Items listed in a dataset
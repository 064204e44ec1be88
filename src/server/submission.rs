// SPDX-FileCopyrightText: 2026 Bruno Meilick
// SPDX-License-Identifier: LicenseRef-Folio-FreeUse-NoCopy-NoDerivatives
//
// All rights reserved.
//
// This file is part of Folio and is proprietary software.
// Unauthorized copying, modification, or distribution is prohibited.

use std::convert::Infallible;

use axum::extract::{FromRequest, Request};
use axum::http::{header, Method};
use axum::{Form, Json};
use serde::Deserialize;
use serde_json::Value;

/// Title and content taken from a create/update request body.
///
/// Accepts `application/x-www-form-urlencoded` and `application/json`. Anything else, an
/// unreadable body, or a GET/HEAD request yields an empty submission, which handlers treat as
/// "show the form".
#[derive(Debug, Clone, Default, PartialEq, Eq, Deserialize)]
pub struct ArticleSubmission {
    #[serde(default)]
    pub title: Option<String>,
    #[serde(default)]
    pub content: Option<String>,
}

impl ArticleSubmission {
    /// Both fields, when both are present and non-empty.
    pub fn complete(&self) -> Option<(&str, &str)> {
        let title = self.title.as_deref().filter(|title| !title.is_empty())?;
        let content = self.content.as_deref().filter(|content| !content.is_empty())?;
        Some((title, content))
    }

    /// Urlencoded pairs in body order; a repeated key keeps its first value.
    fn from_pairs(pairs: Vec<(String, String)>) -> Self {
        let mut submission = Self::default();
        for (key, value) in pairs {
            let slot = match key.as_str() {
                "title" => &mut submission.title,
                "content" => &mut submission.content,
                _ => continue,
            };
            slot.get_or_insert(value);
        }
        submission
    }

    fn from_json(value: &Value) -> Self {
        let field = |name: &str| value.get(name).and_then(Value::as_str).map(str::to_owned);
        Self {
            title: field("title"),
            content: field("content"),
        }
    }
}

#[derive(Debug, Clone, Copy, PartialEq, Eq)]
enum BodyKind {
    Form,
    Json,
    Other,
}

fn body_kind(content_type: Option<&str>) -> BodyKind {
    let Some(content_type) = content_type else {
        return BodyKind::Other;
    };
    let essence = content_type.split(';').next().unwrap_or("").trim().to_ascii_lowercase();

    if essence == "application/x-www-form-urlencoded" {
        BodyKind::Form
    } else if essence == "application/json" || essence.ends_with("+json") {
        BodyKind::Json
    } else {
        BodyKind::Other
    }
}

impl<S> FromRequest<S> for ArticleSubmission
where
    S: Send + Sync,
{
    type Rejection = Infallible;

    async fn from_request(req: Request, state: &S) -> Result<Self, Self::Rejection> {
        if req.method() == Method::GET || req.method() == Method::HEAD {
            return Ok(Self::default());
        }

        let content_type = req
            .headers()
            .get(header::CONTENT_TYPE)
            .and_then(|value| value.to_str().ok());

        let submission = match body_kind(content_type) {
            BodyKind::Form => match Form::<Vec<(String, String)>>::from_request(req, state).await {
                Ok(Form(pairs)) => Self::from_pairs(pairs),
                Err(rejection) => {
                    tracing::debug!(%rejection, "ignoring unreadable form body");
                    Self::default()
                }
            },
            BodyKind::Json => match Json::<Value>::from_request(req, state).await {
                Ok(Json(value)) => Self::from_json(&value),
                Err(rejection) => {
                    tracing::debug!(%rejection, "ignoring unreadable json body");
                    Self::default()
                }
            },
            BodyKind::Other => Self::default(),
        };

        Ok(submission)
    }
}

■ ACTIVITY
If a line of the data holds the string "pairs", list it.

■ RESPONSE TO THE EXERCISE
    /// Urlencoded pairs in body order; a repeated key keeps its first value.
    fn from_pairs(pairs: Vec<(String, String)>) -> Self {
        for (key, value) in pairs {
                Ok(Form(pairs)) => Self::from_pairs(pairs),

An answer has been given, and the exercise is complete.